| Your goal |
Show every line in the entries below where the word "EntropySource" appears.

| Information given |

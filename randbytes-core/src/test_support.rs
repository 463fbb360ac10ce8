//! Scripted entropy source for exercising the retry policy.

use std::sync::atomic::{AtomicU32, Ordering};

use thiserror::Error;

use crate::random::{EntropySource, NOT_SEEDED_MARKER};

#[derive(Error, Debug, Clone, PartialEq, Eq)]
#[error("{0}")]
pub(crate) struct ScriptedError(String);

impl ScriptedError {
    pub(crate) fn not_seeded() -> Self {
        Self(format!("error:24064064:random number generator:RAND_bytes:{NOT_SEEDED_MARKER}"))
    }

    pub(crate) fn other(msg: &str) -> Self {
        Self(msg.to_string())
    }
}

/// Fails `not_seeded` times with the marker, then either succeeds or keeps
/// failing with `error`.
#[derive(Debug)]
pub(crate) struct ScriptedSource {
    not_seeded: u32,
    error: Option<ScriptedError>,
    calls: AtomicU32,
}

impl ScriptedSource {
    pub(crate) fn always_succeeds() -> Self {
        Self::not_seeded_times(0)
    }

    pub(crate) fn not_seeded_times(n: u32) -> Self {
        Self {
            not_seeded: n,
            error: None,
            calls: AtomicU32::new(0),
        }
    }

    pub(crate) fn always_not_seeded() -> Self {
        Self::not_seeded_times(u32::MAX)
    }

    pub(crate) fn failing(msg: &str) -> Self {
        Self {
            not_seeded: 0,
            error: Some(ScriptedError::other(msg)),
            calls: AtomicU32::new(0),
        }
    }

    pub(crate) fn calls(&self) -> u32 {
        self.calls.load(Ordering::SeqCst)
    }
}

impl EntropySource for ScriptedSource {
    type Error = ScriptedError;

    fn fill(&self, buf: &mut [u8]) -> Result<(), Self::Error> {
        let call = self.calls.fetch_add(1, Ordering::SeqCst);
        if call < self.not_seeded {
            return Err(ScriptedError::not_seeded());
        }
        if let Some(err) = &self.error {
            return Err(err.clone());
        }
        buf.fill(0xA5);
        Ok(())
    }
}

| Written answer |
use crate::random::{EntropySource, NOT_SEEDED_MARKER};
impl EntropySource for ScriptedSource {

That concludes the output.